Another observational study based on targeted PCR assays to evaluate changes in bacterial counts before and after colon surgery, showed decreases in beneficial obligate anaerobes and increases in pathogenic bacteria; this study did not have the potential to provide a comprehensive overview of the microbiome because it did not use next-generation sequencing-based techniques [34].

Several interventional human studies suggest that preoperative administration of probiotics or synbiotics to colorectal surgery patients may be associated with postoperative complications, including infection; these studies, however, are fraught with methodological shortcomings, and the level of uncertainty on the effectiveness of this intervention [35]. One study using 16S rRNA gene-based metataxonomics was a single-centre randomized clinical trial which showed that perioperative administration of probiotics (Bifidobacterium longum) in patients undergoing colorectal surgery increases the proportions of Actinobacteria; there were, however, no statistically significant differences between the intervention group and control group either in terms of composition of the microbiota nor in terms of clinical outcome, probably due to the small size of the study [36].

Animal models show that colon surgery and perioperative measures (perioperative antibiotic prophylaxis, fasting, mechanical bowel preparation) alter the microbiome [12]. In rats, colectomy is associated with important increases in the amount of pathogenic bacteria (Enterococcus, Escherichia) [37].

Strengths of our study include state-of-the-art next-generation sequencing and bioinformatics techniques, a well-defined homogenous study population, as well as robust statistical analyses. Ours was a prospective study, decreasing the risk of bias associated with retrospective studies.

The main limitation of this study was the sample size, which was small, as was the number of events we had initially planned to evaluate (SSI). Despite this, we present interesting and novel findings, which will need to be confirmed in larger studies. Another limitation is the short duration of follow-up of the rectal/gut microbiome; indeed, it would have been interesting to study the dynamics of recovery of the different taxa, and investigate factors associated with this recovery. Finally, we only focused on the intestinal microbiome, whereas a more comprehensive approach also including the skin and nares microbiome should be adopted since the members of these communities can cause SSI [38, 39].
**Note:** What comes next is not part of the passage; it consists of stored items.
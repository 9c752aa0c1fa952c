//! PetPals Kennel-Sites Server
//!
//! Serves every breeder's public kennel website from one process:
//! - Resolves inbound hostnames to tenants (subdomain or custom domain)
//! - Rewrites public tenant requests onto the kennel-site rendering route
//! - Renders one of four templates from the tenant's stored configuration
//!
//! Usage:
//! ```bash
//! # With config file
//! petpals-server --config config.yaml
//!
//! # Or with environment variables
//! PETPALS_DATABASE_URL=postgres://localhost/petpals petpals-server
//!
//! # With both (env vars override config)
//! PETPALS_ROOT_DOMAIN=petpals.com petpals-server --config config.yaml
//! ```
//!
//! Test with:
//! ```bash
//! curl -H 'Host: acme.petpals.com' http://localhost:3000/
//! curl -H 'Host: acme.petpals.com' http://localhost:3000/api/site/current
//! ```

mod app;
mod bootstrap;
mod config;

use clap::Parser;
use config::ServerConfig;
use std::net::SocketAddr;
use tracing::info;

/// PetPals kennel-sites server
#[derive(Parser)]
#[command(name = "petpals-server")]
#[command(about = "Multi-tenant kennel website server", long_about = None)]
struct Cli {
    /// Path to configuration file (YAML or TOML)
    #[arg(short, long, value_name = "FILE", env = "PETPALS_CONFIG")]
    config: Option<String>,
}

#[tokio::main]
async fn main() -> anyhow::Result<()> {
    let cli = Cli::parse();

    let mut config = match &cli.config {
        Some(path) => ServerConfig::from_file(path)?,
        None => ServerConfig::default(),
    };
    config.merge_env();

    bootstrap::init_tracing(&config.logging.level);

    let (site_store, kennel_store) = bootstrap::build_stores(&config).await?;
    let router = app::build_router(&config, site_store, kennel_store);

    let addr: SocketAddr = format!("{}:{}", config.host, config.port)
        .parse()
        .map_err(|e| anyhow::anyhow!("Invalid listen address: {}", e))?;

    info!("🐾 PetPals kennel-sites server starting on http://{}", addr);
    info!("   Root domain:  {}", config.root_domain);
    info!("   Tenant sites: <slug>.{} and bound custom domains", config.root_domain);

    let listener = tokio::net::TcpListener::bind(addr).await?;
    axum::serve(listener, router).await?;

    Ok(())
}
#[cfg(test)]
mod tests {
    use super::*;
    use chrono::Utc;
    use serde_json::json;

    fn test_site(template: TemplateKind, content: Value) -> TenantSite {
        TenantSite {
            id: Uuid::new_v4(),
            breeder_id: Uuid::new_v4(),
            site_name: "acme".to_string(),
            custom_domain: None,
            template,
            color_scheme: "earth".to_string(),
            content,
            published: true,
            created_at: Utc::now(),
            updated_at: Utc::now(),
        }
    }

    fn test_dog(name: &str) -> DogRecord {
        DogRecord {
            id: Uuid::new_v4(),
            owner_id: Uuid::new_v4(),
            name: name.to_string(),
            breed: "Border Collie".to_string(),
            gender: Some("female".to_string()),
            birth_date: None,
            photo_url: Some(format!("/uploads/{}.jpg", name)),
            description: Some("A good dog".to_string()),
            titles: vec!["CH".to_string()],
            is_stud: false,
            stud_fee: None,
            health_tests: vec![],
        }
    }

    fn bare_dog(name: &str) -> DogRecord {
        DogRecord {
            id: Uuid::new_v4(),
            owner_id: Uuid::new_v4(),
            name: name.to_string(),
            breed: "Border Collie".to_string(),
            gender: None,
            birth_date: None,
            photo_url: None,
            description: None,
            titles: vec![],
            is_stud: true,
            stud_fee: None,
            health_tests: vec![],
        }
    }

    fn test_litter() -> LitterRecord {
        LitterRecord {
            id: Uuid::new_v4(),
            owner_id: Uuid::new_v4(),
            breed: "Border Collie".to_string(),
            sire_name: Some("Rex".to_string()),
            dam_name: Some("Luna".to_string()),
            expected_date: NaiveDate::from_ymd_opt(2026, 3, 14),
            whelped_date: None,
            puppy_count: Some(6),
            available: true,
        }
    }

    #[test]
    fn test_missing_photo_maps_to_placeholder() {
        let card = map_dog(&bare_dog("Rex"));
        assert_eq!(card.photo_url, DOG_PHOTO_PLACEHOLDER);
    }

    #[test]
    fn test_missing_optionals_map_to_empty_not_null() {
        let card = map_dog(&bare_dog("Rex"));
        assert_eq!(card.description, "");
        assert_eq!(card.gender, "");
        assert!(card.titles.is_empty());
    }

    #[test]
    fn test_present_photo_is_kept() {
        let card = map_dog(&test_dog("Luna"));
        assert_eq!(card.photo_url, "/uploads/Luna.jpg");
    }

    #[test]
    fn test_stud_defaults() {
        let stud = map_stud(&bare_dog("Rex"));
        assert_eq!(stud.fee, "");
        assert!(stud.health_tests.is_empty());
    }

    #[test]
    fn test_stud_fields_surface() {
        let mut dog = test_dog("Rex");
        dog.stud_fee = Some("$1,500".to_string());
        dog.health_tests = vec!["OFA Hips".to_string(), "CEA DNA".to_string()];
        let stud = map_stud(&dog);
        assert_eq!(stud.fee, "$1,500");
        assert_eq!(stud.health_tests.len(), 2);
    }

    #[test]
    fn test_litter_missing_parents_map_to_unknown() {
        let mut litter = test_litter();
        litter.sire_name = None;
        litter.dam_name = None;
        let card = map_litter(&litter);
        assert_eq!(card.sire_name, UNKNOWN_PARENT);
        assert_eq!(card.dam_name, UNKNOWN_PARENT);
    }

    #[test]
    fn test_litter_expected_date_falls_back_to_whelped() {
        let mut litter = test_litter();
        litter.expected_date = None;
        litter.whelped_date = NaiveDate::from_ymd_opt(2026, 1, 2);
        let card = map_litter(&litter);
        assert_eq!(card.expected_date, "January 02, 2026");
    }

    #[test]
    fn test_litter_no_dates_maps_to_empty() {
        let mut litter = test_litter();
        litter.expected_date = None;
        litter.whelped_date = None;
        assert_eq!(map_litter(&litter).expected_date, "");
    }

    #[test]
    fn test_litter_count_and_availability_defaults() {
        let mut litter = test_litter();
        litter.puppy_count = None;
        litter.available = false;
        let card = map_litter(&litter);
        assert_eq!(card.puppy_count, 0);
        assert!(!card.available);
    }

    #[test]
    fn test_kennel_info_defaults_on_empty_content() {
        let site = test_site(TemplateKind::ShowKennel, json!({}));
        let info = kennel_info(&site);
        assert_eq!(info.name, "acme");
        assert_eq!(info.logo_url, None);
        assert_eq!(info.about, "");
        assert_eq!(info.email, "");
        assert_eq!(info.phone, "");
        assert_eq!(info.location, "");
        assert!(info.social_links.is_empty());
        assert!(info.breeds.is_empty());
    }

    #[test]
    fn test_kennel_info_reads_content() {
        let site = test_site(
            TemplateKind::ProfessionalBreeder,
            json!({
                "about": "Thirty years of Border Collies.",
                "logo_url": "/uploads/logo.png",
                "contact": {"email": "hello@acme.com", "phone": "555-0101", "location": "Bend, OR"},
                "social": {"facebook": "https://fb.example/acme", "instagram": "https://ig.example/acme"},
                "breeds": ["Border Collie", "Australian Shepherd"]
            }),
        );
        let info = kennel_info(&site);
        assert_eq!(info.about, "Thirty years of Border Collies.");
        assert_eq!(info.logo_url.as_deref(), Some("/uploads/logo.png"));
        assert_eq!(info.email, "hello@acme.com");
        assert_eq!(info.breeds.len(), 2);
        assert_eq!(info.social_links.len(), 2);
    }

    #[test]
    fn test_kennel_info_falls_back_to_mission() {
        let site = test_site(
            TemplateKind::ProfessionalBreeder,
            json!({"mission": "Healthy dogs first."}),
        );
        assert_eq!(kennel_info(&site).about, "Healthy dogs first.");
    }

    #[test]
    fn test_featured_dogs_opt_in_only() {
        let dogs = vec![test_dog("Rex"), test_dog("Luna"), test_dog("Max")];
        let featured_id = dogs[1].id;

        // Absent list selects nothing, not everything
        let site = test_site(TemplateKind::ProfessionalBreeder, json!({}));
        let props = map_site(&site, &dogs, &[], &[]);
        let TemplateProps::ProfessionalBreeder(props) = props else {
            panic!("expected professional-breeder props");
        };
        assert!(props.featured_dogs.is_empty());

        // A present list filters by id membership
        let site = test_site(
            TemplateKind::ProfessionalBreeder,
            json!({"featured_dog_ids": [featured_id.to_string()]}),
        );
        let TemplateProps::ProfessionalBreeder(props) = map_site(&site, &dogs, &[], &[]) else {
            panic!("expected professional-breeder props");
        };
        assert_eq!(props.featured_dogs.len(), 1);
        assert_eq!(props.featured_dogs[0].name, "Luna");
    }

    #[test]
    fn test_featured_dogs_ignores_unparseable_ids() {
        let dogs = vec![test_dog("Rex")];
        let site = test_site(
            TemplateKind::ProfessionalBreeder,
            json!({"featured_dog_ids": ["not-a-uuid", 42]}),
        );
        let TemplateProps::ProfessionalBreeder(props) = map_site(&site, &dogs, &[], &[]) else {
            panic!("expected professional-breeder props");
        };
        assert!(props.featured_dogs.is_empty());
    }

    #[test]
    fn test_unknown_template_tag_maps_to_professional_shape() {
        let site = test_site(TemplateKind::from_tag("vaporwave-kennel"), json!({}));
        let props = map_site(&site, &[], &[], &[]);
        assert_eq!(props.kind(), TemplateKind::ProfessionalBreeder);
    }

    #[test]
    fn test_each_template_kind_maps_to_matching_shape() {
        for kind in [
            TemplateKind::ProfessionalBreeder,
            TemplateKind::ShowKennel,
            TemplateKind::FamilyBreeder,
            TemplateKind::MultiServiceKennel,
        ] {
            let site = test_site(kind, json!({}));
            assert_eq!(map_site(&site, &[], &[], &[]).kind(), kind);
        }
    }

    #[test]
    fn test_multi_service_reads_services() {
        let site = test_site(
            TemplateKind::MultiServiceKennel,
            json!({"services": [
                {"name": "Boarding", "description": "Climate-controlled kennels"},
                {"name": "Grooming"}
            ]}),
        );
        let TemplateProps::MultiServiceKennel(props) = map_site(&site, &[], &[], &[]) else {
            panic!("expected multi-service props");
        };
        assert_eq!(props.services.len(), 2);
        assert_eq!(props.services[0].name, "Boarding");
        assert_eq!(props.services[1].description, "");
    }

    #[test]
    fn test_empty_color_scheme_defaults() {
        let mut site = test_site(TemplateKind::ShowKennel, json!({}));
        site.color_scheme = String::new();
        let TemplateProps::ShowKennel(props) = map_site(&site, &[], &[], &[]) else {
            panic!("expected show-kennel props");
        };
        assert_eq!(props.color_scheme, DEFAULT_COLOR_SCHEME);
    }

    #[test]
    fn test_mapper_is_idempotent() {
        let site = test_site(
            TemplateKind::MultiServiceKennel,
            json!({
                "about": "Full-service kennel",
                "social": {"facebook": "https://fb.example/k9"},
                "services": [{"name": "Training", "description": "Puppy classes"}]
            }),
        );
        let dogs = vec![test_dog("Rex"), bare_dog("Luna")];
        let studs = vec![bare_dog("Max")];
        let litters = vec![test_litter()];

        let first = map_site(&site, &dogs, &studs, &litters);
        let second = map_site(&site, &dogs, &studs, &litters);
        assert_eq!(first, second);
    }
}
Understanding changes in the gut microbiome of colon cancer surgery patients is important, yet understudied [40]. Further, well-designed prospective studies with homogenous populations should be performed, in combination with other explanatory factors in order to obtain significant insights [41]. The research agenda should also include the changes of the gut microbiome specifically associated with mechanical bowel preparation and, more importantly, non-absorbable oral antimicrobials [42].

Conclusions

In conclusion, our results showed rapid changes in the rectal microbiota following colon surgery. We also observed differences in microbiota structure between stoma and rectal swabs, whereas previous studies showed good similarity between rectal swab and stool microbiota [43, 44]. Our findings highlight that results obtained by using rectal swab (and possibly faecal matter) microbiota, as a proxy for colonic microbiota, should be interpreted with caution due to the differences between rectal and luminal colonic bacterial communities, notably in the relative abundance of anaerobic gram-positive cocci and gram-negative rods.

Availability of data

Sequencing data were submitted to the European Nucleotide Archive (ENA; www.ebi.ac.uk/ena; study number: PRJEB44214).